Lonnie and Artis Royal relax at one of Jack Spicer’s moonshine camps. (Park County Archives photo from the Kid Wilson Scrapbook)

Jack Spicer ran the best-organized bootlegging ring in Park County. His talent for concealing the locations of his moonshining stills were impressive, even to those who wished to put him behind bars. Spicer and his apprentices produced contraband alcohol that was by all accounts a superior, quality product, in high demand both locally and in neighboring states. But the skill with which Spicer plied his trade was matched by his blatant disregard for law and order, a factor that ultimately contributed to his violent end. 

Spicer emigrated to Cody in 1907 from the Appalachian hill country of North Carolina where his family had long practiced the art of rendering mountain dew. With his inherited talents for producing quality spirits, Spicer quickly became the de facto leader of the local bootlegging culture. He invited family members from North Carolina to assist in his operation. His nephews Artis and Lonnie Royal, sons of Spicer’s sister, proved instrumental in this regard. 

Spicer made his headquarters on the North Fork along Canyon Creek. From this location he could supervise the operation of multiple stills in the area. Artis and Lonnie Royal managed the day-to-day affairs of the actual distilling process.  

Spicer’s criminal bootlegging and violent behavior inevitably attracted the attention of local law enforcement. In 1921 he was charged with the manufacture and sale of intoxicating liquors, although the case was eventually dismissed due to a lack of evidence. In 1923 he was charged with attempted murder for shooting one of his business partners after suspecting him of stealing product from their stash on Monument Hill. Spicer also stabbed a man in front of the Hart Mountain Inn for cursing in earshot of his wife. Spicer was usually arrested for these offenses but always managed to elude any real punishment by the law. This ability to dodge legal repercussions caused some residents to refer to Spicer as “The Snake”. His reputation as a tough character left many residents afraid to cross him.

While the exact details surrounding Spicer’s demise will probably never be known, it seems the trouble started when he began feuding with his nephews Artis and Lonnie Royal. The argument became physical on the night of a dance at the Wapiti schoolhouse, when all three men engaged in a brawl that left Spicer badly wounded. 

The Royal brothers went into town that night instead of going to their bunkhouse on Spicer’s ranch. The next morning Artis returned to the ranch in order to gather his belongings. Spicer was ready and waiting with a six-shooter. Recognizing that his uncle was not looking to chat, Artis straightaway drew his own Colt .38 pistol. A flash of gunfire erupted, with both men at extremely close quarters. Spicer fired three shots, all of which entered his nephew’s chest. Artis’ automatic rapidly discharged five rounds, but only hit Spicer twice. One of the bullets found Spicer’s heart and killed him instantly. 

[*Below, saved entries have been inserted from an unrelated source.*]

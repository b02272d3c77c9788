//! Avoda HTTP Gateway
//!
//! The external API surface over the hybrid retrieval core: `/search`,
//! `/rag`, `/health`. Stateless request handlers sharing a DB connection
//! pool, an embedding client, and the LLM gateway's bounded queue.

mod handlers;

use avoda_common::{
    config::AppConfig,
    db::{DbPool, Repository},
    llm::LlmGateway,
    metrics,
};
use avoda_retrieval::Orchestrator;
use axum::{
    routing::{get, post},
    Router,
};
use std::net::SocketAddr;
use std::sync::Arc;
use tokio::signal;
use tower_http::{
    cors::{Any, CorsLayer},
    request_id::{MakeRequestUuid, PropagateRequestIdLayer, SetRequestIdLayer},
    trace::TraceLayer,
};
use tracing::{info, Level};

/// Application state shared across handlers.
#[derive(Clone)]
pub struct AppState {
    pub config: Arc<AppConfig>,
    pub db: DbPool,
    pub llm: Arc<LlmGateway>,
    pub orchestrator: Arc<Orchestrator>,
}

#[tokio::main]
async fn main() -> Result<(), Box<dyn std::error::Error>> {
    dotenvy::dotenv().ok();

    tracing_subscriber::fmt().with_max_level(Level::INFO).with_target(true).json().init();

    info!("starting avoda gateway v{}", avoda_common::VERSION);

    let config = match AppConfig::load() {
        Ok(c) => c,
        Err(e) => {
            tracing::error!(error = %e, "failed to load configuration");
            std::process::exit(1);
        }
    };
    let config = Arc::new(config);

    metrics::register_metrics();

    info!("connecting to database");
    let db = match DbPool::new(&config.database).await {
        Ok(db) => db,
        Err(e) => {
            tracing::error!(error = %e, "database unreachable at startup");
            std::process::exit(2);
        }
    };

    match Repository::new(db.clone()).sample_embedding_dimension().await {
        Ok(Some(found)) if found != config.embedding.dimension => {
            tracing::warn!(
                configured = config.embedding.dimension,
                found,
                "stored embedding dimension does not match configuration"
            );
        }
        Ok(_) => {}
        Err(e) => tracing::warn!(error = %e, "embedding-dimension self-check failed, continuing"),
    }

    let embedder = avoda_common::embeddings::create_embedder(
        &config.embedding.provider,
        &config.embedding.model_repo,
        config.embedding.dimension,
    )
    .await?;

    let llm = Arc::new(LlmGateway::new(config.llm.model_repo.clone(), config.llm.clone()));

    let orchestrator = Arc::new(Orchestrator::new(
        db.clone(),
        embedder,
        llm.clone(),
        config.query.clone(),
        config.total_timeout(),
        config.generate_timeout(),
    ));

    let state = AppState {
        config: config.clone(),
        db,
        llm,
        orchestrator,
    };

    let app = create_router(state);

    let addr = SocketAddr::from(([0, 0, 0, 0], config.server.port));
    info!(%addr, "listening");

    let listener = tokio::net::TcpListener::bind(addr).await?;

    axum::serve(listener, app).with_graceful_shutdown(shutdown_signal()).await?;

    info!("server shutdown complete");
    Ok(())
}

fn create_router(state: AppState) -> Router {
    let cors = CorsLayer::new().allow_origin(Any).allow_methods(Any).allow_headers(Any);
    let request_id = SetRequestIdLayer::x_request_id(MakeRequestUuid);
    let propagate_id = PropagateRequestIdLayer::x_request_id();

    Router::new()
        .route("/search", post(handlers::search::search))
        .route("/rag", post(handlers::rag::rag))
        .route("/health", get(handlers::health::health))
        .layer(TraceLayer::new_for_http())
        .layer(cors)
        .layer(request_id)
        .layer(propagate_id)
        .with_state(state)
}

async fn shutdown_signal() {
    let ctrl_c = async {
        signal::ctrl_c().await.expect("failed to install Ctrl+C handler");
    };

    #[cfg(unix)]
    let terminate = async {
        signal::unix::signal(signal::unix::SignalKind::terminate())
            .expect("failed to install signal handler")
            .recv()
            .await;
    };

    #[cfg(not(unix))]
    let terminate = std::future::pending::<()>();

    tokio::select! {
        _ = ctrl_c => info!("received Ctrl+C, starting shutdown"),
        _ = terminate => info!("received SIGTERM, starting shutdown"),
    }
}
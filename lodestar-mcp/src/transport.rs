//! Message transports for [`crate::McpServer::run`].
//!
//! - [`LineTransport`]: newline-delimited JSON over any async reader/writer
//!   pair; [`StdioTransport`] is the stdin/stdout instance
//! - [`ChannelTransport`]: in-process mpsc queues, used by tests and embedders
//!
//! The HTTP transports answer per request instead and live in [`crate::http`].

use async_trait::async_trait;
use tokio::io::{
    AsyncBufReadExt, AsyncRead, AsyncWrite, AsyncWriteExt, BufReader, Lines, Stdin, Stdout,
};
use tokio::sync::mpsc;

use crate::error::McpError;

/// Moves framed JSON-RPC messages between the server and one client.
///
/// `read_message` is polled inside `tokio::select!` next to the outbound
/// queue, so it must not lose data when its future is dropped.
#[async_trait]
pub trait Transport: Send + Sync {
    /// The next message, or `Ok(None)` once the client has hung up.
    async fn read_message(&mut self) -> Result<Option<String>, McpError>;

    /// Send one message and flush it.
    async fn write_message(&mut self, message: &str) -> Result<(), McpError>;

    async fn close(&mut self) -> Result<(), McpError>;
}

/// One JSON-RPC message per line.
pub struct LineTransport<R, W> {
    lines: Lines<BufReader<R>>,
    writer: W,
}

/// Newline-delimited JSON-RPC on stdin/stdout. Logs must stay on stderr.
pub type StdioTransport = LineTransport<Stdin, Stdout>;

impl<R, W> LineTransport<R, W>
where
    R: AsyncRead + Unpin,
    W: AsyncWrite + Unpin,
{
    pub fn from_parts(reader: R, writer: W) -> Self {
        Self {
            lines: BufReader::new(reader).lines(),
            writer,
        }
    }
}

impl LineTransport<Stdin, Stdout> {
    pub fn new() -> Self {
        Self::from_parts(tokio::io::stdin(), tokio::io::stdout())
    }
}

impl Default for LineTransport<Stdin, Stdout> {
    fn default() -> Self {
        Self::new()
    }
}

#[async_trait]
impl<R, W> Transport for LineTransport<R, W>
where
    R: AsyncRead + Unpin + Send + Sync,
    W: AsyncWrite + Unpin + Send + Sync,
{
    async fn read_message(&mut self) -> Result<Option<String>, McpError> {
        // `next_line` keeps a partial line buffered if this future is dropped.
        match self.lines.next_line().await? {
            Some(line) => Ok(Some(line.trim_end_matches('\r').to_string())),
            None => Ok(None),
        }
    }

    async fn write_message(&mut self, message: &str) -> Result<(), McpError> {
        if message.contains('\n') {
            return Err(McpError::TransportError {
                message: "message contains a newline and cannot be line framed".to_string(),
            });
        }
        let mut frame = Vec::with_capacity(message.len() + 1);
        frame.extend_from_slice(message.as_bytes());
        frame.push(b'\n');
        self.writer.write_all(&frame).await?;
        self.writer.flush().await?;
        Ok(())
    }

    async fn close(&mut self) -> Result<(), McpError> {
        self.writer.flush().await?;
        Ok(())
    }
}

/// Transport over a pair of mpsc queues.
pub struct ChannelTransport {
    inbound: mpsc::Receiver<String>,
    outbound: mpsc::Sender<String>,
}

impl ChannelTransport {
    pub fn new(inbound: mpsc::Receiver<String>, outbound: mpsc::Sender<String>) -> Self {
        Self { inbound, outbound }
    }

    /// Two connected ends: what one writes, the other reads.
    pub fn pair(buffer: usize) -> (Self, Self) {
        let (left_tx, right_rx) = mpsc::channel(buffer);
        let (right_tx, left_rx) = mpsc::channel(buffer);
        (Self::new(left_rx, left_tx), Self::new(right_rx, right_tx))
    }
}

#[async_trait]
impl Transport for ChannelTransport {
    async fn read_message(&mut self) -> Result<Option<String>, McpError> {
        Ok(self.inbound.recv().await)
    }

    async fn write_message(&mut self, message: &str) -> Result<(), McpError> {
        self.outbound
            .send(message.to_owned())
            .await
            .map_err(|_| McpError::TransportError {
                message: "peer hung up".to_string(),
            })
    }

    async fn close(&mut self) -> Result<(), McpError> {
        self.inbound.close();
        Ok(())
    }
}

#[cfg(test)]
mod tests {
    use super::*;
    use tokio::io::{AsyncReadExt, duplex};

    #[tokio::test]
    async fn test_channel_pair_is_bidirectional() {
        let (mut a, mut b) = ChannelTransport::pair(4);
        a.write_message("hello").await.unwrap();
        assert_eq!(b.read_message().await.unwrap().as_deref(), Some("hello"));
        b.write_message("world").await.unwrap();
        assert_eq!(a.read_message().await.unwrap().as_deref(), Some("world"));
    }

    #[tokio::test]
    async fn test_channel_eof_when_peer_dropped() {
        let (mut a, b) = ChannelTransport::pair(4);
        drop(b);
        assert!(a.read_message().await.unwrap().is_none());
        let err = a.write_message("x").await.unwrap_err();
        assert_eq!(err.error_code(), -32002);
    }

    #[tokio::test]
    async fn test_line_transport_frames_messages() {
        let (mut client_in, server_in) = duplex(256);
        let (server_out, mut client_out) = duplex(256);
        let mut transport = LineTransport::from_parts(server_in, server_out);

        client_in
            .write_all(b"{\"id\":1}\r\n{\"id\":2}\n")
            .await
            .unwrap();
        drop(client_in);
        assert_eq!(transport.read_message().await.unwrap().as_deref(), Some("{\"id\":1}"));
        assert_eq!(transport.read_message().await.unwrap().as_deref(), Some("{\"id\":2}"));
        assert!(transport.read_message().await.unwrap().is_none());

        transport.write_message("{\"ok\":true}").await.unwrap();
        transport.close().await.unwrap();
        drop(transport);
        let mut written = String::new();
        client_out.read_to_string(&mut written).await.unwrap();
        assert_eq!(written, "{\"ok\":true}\n");
    }

    #[tokio::test]
    async fn test_line_transport_rejects_embedded_newline() {
        let (_client, server_in) = duplex(64);
        let (server_out, _reader) = duplex(64);
        let mut transport = LineTransport::from_parts(server_in, server_out);
        let err = transport.write_message("a\nb").await.unwrap_err();
        assert_eq!(err.error_code(), -32002);
    }
}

Artis was quickly rushed to the hospital where he made a miraculous recovery. He was charged with first degree murder but was acquitted on self-defense. Following the incident he left town for good. Not long after Spicer’s death his widow married Lonnie Royal. The couple spent much of their long lives on Jack Spicer’s ranch.  

The old bunkhouse where Jack Spicer and Artis Royal engaged in their shootout is still standing along lower Canyon Creek in the Wapiti area. It’s a sad testament to the days when men settled their petty differences in tragically fatal fashion.